Sullivan, Times vice president of communications, stressed that the packages arrive at the Redondo post office “route ready” based on schemes provided by the USPS Central Data Facility in Memphis, Tennessee.

“It’s important to note we do not do the scheme sequencing,” she said. “For instance, the Redondo Beach Post Office is required to send new scheming to the Central Data Facility, which in turn supplies us with the updated information. Also, there are checks and balances in place to ensure the circulars we are mailing adhere to USPS guidelines.”

Sullivan also said that the Times believes “whatever issues may have occurred in Redondo Beach last week to be isolated to that specific area.”

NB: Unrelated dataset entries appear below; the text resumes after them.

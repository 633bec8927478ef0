// =============================================================================
// PositionTracker — virtual positions mirrored against the exchange
// =============================================================================
//
// The tracker owns the local view of open positions. The exchange stays
// authoritative: every cycle starts with `sync`, which inspects the TP/SL
// orders of each tracked position, flags positions closed on fills, and
// cancels the surviving sibling so no orphan protection order remains
// (the exchange has no OCO).
//
// Invariant: an open position references at most one TP and one SL order.
// =============================================================================

use chrono::{DateTime, Utc};
use parking_lot::RwLock;
use serde::Serialize;
use tracing::{info, warn};
use uuid::Uuid;

use crate::errors::ExchangeError;
use crate::exchange::{CancelOutcome, ExchangeApi, OrderStatus};
use crate::types::Side;

#[derive(Debug, Clone, Copy, PartialEq, Eq, Serialize)]
#[serde(rename_all = "snake_case")]
pub enum PositionStatus {
    Open,
    Closing,
    Closed,
}

impl std::fmt::Display for PositionStatus {
    fn fmt(&self, f: &mut std::fmt::Formatter<'_>) -> std::fmt::Result {
        match self {
            Self::Open => write!(f, "open"),
            Self::Closing => write!(f, "closing"),
            Self::Closed => write!(f, "closed"),
        }
    }
}

#[derive(Debug, Clone, Copy, PartialEq, Eq, Serialize)]
#[serde(rename_all = "snake_case")]
pub enum ExitReason {
    TakeProfit,
    StopLoss,
    Rollback,
    External,
}

impl std::fmt::Display for ExitReason {
    fn fmt(&self, f: &mut std::fmt::Formatter<'_>) -> std::fmt::Result {
        match self {
            Self::TakeProfit => write!(f, "take_profit"),
            Self::StopLoss => write!(f, "stop_loss"),
            Self::Rollback => write!(f, "rollback"),
            Self::External => write!(f, "external"),
        }
    }
}

/// A tracked virtual position with its protection order linkage.
#[derive(Debug, Clone, Serialize)]
pub struct TrackedPosition {
    pub id: String,
    pub side: Side,
    pub entry_price: f64,
    pub size: f64,
    pub entry_ts: DateTime<Utc>,
    pub tp_order_id: Option<String>,
    pub sl_order_id: Option<String>,
    pub tp_price: f64,
    pub sl_price: f64,
    pub status: PositionStatus,
}

/// A completed round trip.
#[derive(Debug, Clone, Serialize)]
pub struct ClosedTrade {
    pub position_id: String,
    pub side: Side,
    pub entry_price: f64,
    pub exit_price: f64,
    pub size: f64,
    pub pnl: f64,
    pub reason: ExitReason,
    pub closed_at: DateTime<Utc>,
}

pub struct PositionTracker {
    pair: String,
    open: RwLock<Vec<TrackedPosition>>,
    closed: RwLock<Vec<ClosedTrade>>,
    last_close: RwLock<Option<DateTime<Utc>>>,
}

impl PositionTracker {
    pub fn new(pair: impl Into<String>) -> Self {
        Self {
            pair: pair.into(),
            open: RwLock::new(Vec::new()),
            closed: RwLock::new(Vec::new()),
            last_close: RwLock::new(None),
        }
    }

    /// Register a freshly protected position. Called by the execution layer
    /// only after entry, TP, and SL all succeeded.
    #[allow(clippy::too_many_arguments)]
    pub fn open_position(
        &self,
        side: Side,
        entry_price: f64,
        size: f64,
        tp_order_id: String,
        sl_order_id: String,
        tp_price: f64,
        sl_price: f64,
        now: DateTime<Utc>,
    ) -> String {
        let id = Uuid::new_v4().to_string();
        let position = TrackedPosition {
            id: id.clone(),
            side,
            entry_price,
            size,
            entry_ts: now,
            tp_order_id: Some(tp_order_id),
            sl_order_id: Some(sl_order_id),
            tp_price,
            sl_price,
            status: PositionStatus::Open,
        };

        info!(
            id = %id,
            side = %side,
            entry_price,
            size,
            tp_price,
            sl_price,
            "position opened"
        );

        self.open.write().push(position);
        id
    }

    pub fn open_positions(&self) -> Vec<TrackedPosition> {
        self.open.read().clone()
    }

    pub fn open_count(&self) -> u32 {
        self.open.read().len() as u32
    }

    pub fn get(&self, id: &str) -> Option<TrackedPosition> {
        self.open.read().iter().find(|p| p.id == id).cloned()
    }

    /// Replace the exit-order linkage after a repair re-placed one of them.
    pub fn set_exit_orders(&self, id: &str, tp_order_id: Option<String>, sl_order_id: Option<String>) {
        let mut open = self.open.write();
        if let Some(position) = open.iter_mut().find(|p| p.id == id) {
            if tp_order_id.is_some() {
                position.tp_order_id = tp_order_id;
            }
            if sl_order_id.is_some() {
                position.sl_order_id = sl_order_id;
            }
        }
    }

    pub fn last_close_time(&self) -> Option<DateTime<Utc>> {
        *self.last_close.read()
    }

    pub fn recent_closed(&self, count: usize) -> Vec<ClosedTrade> {
        let closed = self.closed.read();
        closed.iter().rev().take(count).cloned().collect()
    }

    /// Every live TP/SL order id currently referenced by an open position.
    pub fn referenced_order_ids(&self) -> Vec<String> {
        self.open
            .read()
            .iter()
            .flat_map(|p| {
                p.tp_order_id
                    .iter()
                    .chain(p.sl_order_id.iter())
                    .cloned()
                    .collect::<Vec<_>>()
            })
            .collect()
    }

    /// Mirror tracked positions against the exchange: detect TP/SL fills,
    /// close the position locally, and cancel the surviving sibling order.
    /// Returns the trades closed by this pass.
    pub async fn sync(
        &self,
        exchange: &dyn ExchangeApi,
        now: DateTime<Utc>,
    ) -> Result<Vec<ClosedTrade>, ExchangeError> {
        let snapshot = self.open_positions();
        let mut closed_now = Vec::new();

        for position in snapshot {
            let tp_order = match &position.tp_order_id {
                Some(id) => Some(exchange.get_order(&self.pair, id).await),
                None => None,
            };
            let sl_order = match &position.sl_order_id {
                Some(id) => Some(exchange.get_order(&self.pair, id).await),
                None => None,
            };

            let tp_filled = matches!(
                &tp_order,
                Some(Ok(order)) if order.status == OrderStatus::Filled
            );
            let sl_filled = matches!(
                &sl_order,
                Some(Ok(order)) if order.status == OrderStatus::Filled
            );

            if tp_filled {
                let exit_price = tp_order
                    .and_then(|o| o.ok())
                    .and_then(|o| o.avg_fill_price)
                    .unwrap_or(position.tp_price);
                if let Some(sl_id) = &position.sl_order_id {
                    self.cancel_quietly(exchange, sl_id).await;
                }
                closed_now.push(self.close_position(
                    &position.id,
                    exit_price,
                    ExitReason::TakeProfit,
                    now,
                ));
            } else if sl_filled {
                let exit_price = sl_order
                    .and_then(|o| o.ok())
                    .and_then(|o| o.avg_fill_price)
                    .unwrap_or(position.sl_price);
                if let Some(tp_id) = &position.tp_order_id {
                    self.cancel_quietly(exchange, tp_id).await;
                }
                closed_now.push(self.close_position(
                    &position.id,
                    exit_price,
                    ExitReason::StopLoss,
                    now,
                ));
            }
        }

        // A tracked position with no matching exchange exposure was closed
        // externally (manual intervention, liquidation). Flag it, flat PnL —
        // the true fill price is unknowable here.
        let raw = exchange.get_positions(&self.pair).await?;
        let exchange_exposure: f64 = raw
            .iter()
            .map(|p| p.side.direction() * p.amount)
            .sum();
        let tracked_exposure: f64 = self
            .open
            .read()
            .iter()
            .map(|p| p.side.direction() * p.size)
            .sum();

        if self.open_count() > 0 && exchange_exposure.abs() < 1e-12 && tracked_exposure.abs() > 1e-12 {
            let stale: Vec<String> = self.open.read().iter().map(|p| p.id.clone()).collect();
            for id in stale {
                if let Some(position) = self.get(&id) {
                    warn!(
                        position_id = %id,
                        "tracked position has no exchange exposure — flagging externally closed"
                    );
                    for order_id in position.tp_order_id.iter().chain(position.sl_order_id.iter()) {
                        self.cancel_quietly(exchange, order_id).await;
                    }
                    closed_now.push(self.close_position(
                        &id,
                        position.entry_price,
                        ExitReason::External,
                        now,
                    ));
                }
            }
        }

        Ok(closed_now)
    }

    /// Close a tracked position and move it to the closed list.
    pub fn close_position(
        &self,
        id: &str,
        exit_price: f64,
        reason: ExitReason,
        now: DateTime<Utc>,
    ) -> ClosedTrade {
        let mut open = self.open.write();
        let position = match open.iter().position(|p| p.id == id) {
            Some(idx) => open.remove(idx),
            None => {
                warn!(position_id = id, "close requested for unknown position");
                return ClosedTrade {
                    position_id: id.to_string(),
                    side: Side::Hold,
                    entry_price: 0.0,
                    exit_price,
                    size: 0.0,
                    pnl: 0.0,
                    reason,
                    closed_at: now,
                };
            }
        };
        drop(open);

        let pnl = position.side.direction() * (exit_price - position.entry_price) * position.size;
        let trade = ClosedTrade {
            position_id: position.id.clone(),
            side: position.side,
            entry_price: position.entry_price,
            exit_price,
            size: position.size,
            pnl,
            reason,
            closed_at: now,
        };

        info!(
            position_id = %trade.position_id,
            reason = %reason,
            exit_price,
            pnl,
            "position closed"
        );

        *self.last_close.write() = Some(now);
        self.closed.write().push(trade.clone());
        trade
    }

    async fn cancel_quietly(&self, exchange: &dyn ExchangeApi, order_id: &str) {
        match exchange.cancel_order(&self.pair, order_id).await {
            Ok(CancelOutcome::Cancelled) => {
                info!(order_id, "sibling protection order cancelled");
            }
            Ok(CancelOutcome::NotFound) => {}
            Err(e) => warn!(order_id, error = %e, "sibling cancel failed"),
        }
    }
}

impl std::fmt::Debug for PositionTracker {
    fn fmt(&self, f: &mut std::fmt::Formatter<'_>) -> std::fmt::Result {
        f.debug_struct("PositionTracker")
            .field("pair", &self.pair)
            .field("open", &self.open_count())
            .field("closed", &self.closed.read().len())
            .finish()
    }
}

// =============================================================================
// Unit Tests
// =============================================================================
#[cfg(test)]
mod tests {
    use super::*;
    use crate::exchange::{NewOrder, PaperExchange};

    fn now() -> DateTime<Utc> {
        Utc::now()
    }

    async fn protected_position(
        ex: &PaperExchange,
        tracker: &PositionTracker,
    ) -> (String, String, String) {
        ex.set_ticker(9_999_000.0, 10_001_000.0, 10_000_000.0);
        // Entry fill.
        ex.create_order(&NewOrder::market("btc_jpy", Side::Buy, 0.01))
            .await
            .unwrap();
        let tp = ex
            .create_order(&NewOrder::limit("btc_jpy", Side::Sell, 0.01, 10_200_000.0, false))
            .await
            .unwrap();
        let sl = ex
            .create_order(&NewOrder::stop("btc_jpy", Side::Sell, 0.01, 9_850_000.0))
            .await
            .unwrap();
        let id = tracker.open_position(
            Side::Buy,
            10_000_000.0,
            0.01,
            tp.id.clone(),
            sl.id.clone(),
            10_200_000.0,
            9_850_000.0,
            now(),
        );
        (id, tp.id, sl.id)
    }

    #[tokio::test]
    async fn tp_fill_closes_position_and_cancels_sl() {
        let ex = PaperExchange::new(1_000_000.0);
        let tracker = PositionTracker::new("btc_jpy");
        let (_, _, sl_id) = protected_position(&ex, &tracker).await;

        ex.set_last_price(10_250_000.0); // TP fills
        let closed = tracker.sync(&ex, now()).await.unwrap();

        assert_eq!(closed.len(), 1);
        assert_eq!(closed[0].reason, ExitReason::TakeProfit);
        assert!(closed[0].pnl > 0.0);
        assert_eq!(tracker.open_count(), 0);

        // Sibling SL must be gone.
        let sl = ex.get_order("btc_jpy", &sl_id).await.unwrap();
        assert_eq!(sl.status, OrderStatus::Cancelled);
        assert!(tracker.last_close_time().is_some());
    }

    #[tokio::test]
    async fn sl_fill_closes_with_loss_and_cancels_tp() {
        let ex = PaperExchange::new(1_000_000.0);
        let tracker = PositionTracker::new("btc_jpy");
        let (_, tp_id, _) = protected_position(&ex, &tracker).await;

        ex.set_last_price(9_800_000.0); // SL triggers
        let closed = tracker.sync(&ex, now()).await.unwrap();

        assert_eq!(closed.len(), 1);
        assert_eq!(closed[0].reason, ExitReason::StopLoss);
        assert!(closed[0].pnl < 0.0);
        assert_eq!(tracker.open_count(), 0);

        let tp = ex.get_order("btc_jpy", &tp_id).await.unwrap();
        assert_eq!(tp.status, OrderStatus::Cancelled);
    }

    #[tokio::test]
    async fn untouched_position_stays_open() {
        let ex = PaperExchange::new(1_000_000.0);
        let tracker = PositionTracker::new("btc_jpy");
        protected_position(&ex, &tracker).await;

        ex.set_last_price(10_050_000.0); // between SL and TP
        let closed = tracker.sync(&ex, now()).await.unwrap();
        assert!(closed.is_empty());
        assert_eq!(tracker.open_count(), 1);
    }

    #[tokio::test]
    async fn referenced_ids_cover_both_exit_orders() {
        let ex = PaperExchange::new(1_000_000.0);
        let tracker = PositionTracker::new("btc_jpy");
        let (_, tp_id, sl_id) = protected_position(&ex, &tracker).await;
        let ids = tracker.referenced_order_ids();
        assert!(ids.contains(&tp_id));
        assert!(ids.contains(&sl_id));
        assert_eq!(ids.len(), 2);
    }

    #[test]
    fn pnl_sign_follows_side() {
        let tracker = PositionTracker::new("btc_jpy");
        let id = tracker.open_position(
            Side::Sell,
            10_000_000.0,
            0.01,
            "tp".into(),
            "sl".into(),
            9_800_000.0,
            10_150_000.0,
            now(),
        );
        let trade = tracker.close_position(&id, 9_800_000.0, ExitReason::TakeProfit, now());
        assert!(trade.pnl > 0.0, "short covered lower must profit");
    }
}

Maher said he did not find it credible that any supervisor would risk his or her career by throwing out mail illegally. He also noted that PennySavers are sometimes delivered using a system in which the mailers are not individually addressed but rather are delivered in bundles accompanied by a separate package of individually addressed cards (often with the “Have You Seen This Child?” missing children postcards). In this case, the carriers combine mailers and cards when delivering mail, Maher said, and sometimes the cards and bundles don’t match up in numbers.

“Some bundles of PennySavers may never be opened if we receive more of them than the addressed postcards that are used to deliver them,” Maher said.

The PennySavers visible in the Easy Reader photographs, dated Nov. 9, do not appear to be those utilizing cards. Individual addresses are identifiable on the mailers strapped in the outside of the bundles.

A carrier who examined the photographs said that bundles did not appear to have been re-bundled. Carriers who return with undeliverable mailers, the carrier said, do not themselves re-bundle mailers but drop them in a bulk mail undeliverable bin.

“I don’t think they are telling the truth,” the carrier said. “Those bundles don’t look like they’ve ever been opened.”

Paul Boyle, a senior vice president with the National Newspaper Association of America who specializes in Postal Service Issues, said he has never heard of an instance of the USPS illegally dumping mailers.

“I can’t imagine a legal hook or angle – this is paid postage,” he said. “You expect them to go to the last mile – they say they deliver to each house, and that is what they are proud of. I can’t imagine….These are addressed to non-subscribers, and newspapers spend a lot of money on technology to make sure these are sorted and sequenced according to addresses. So there is really no reason whatsoever these should not be delivered.”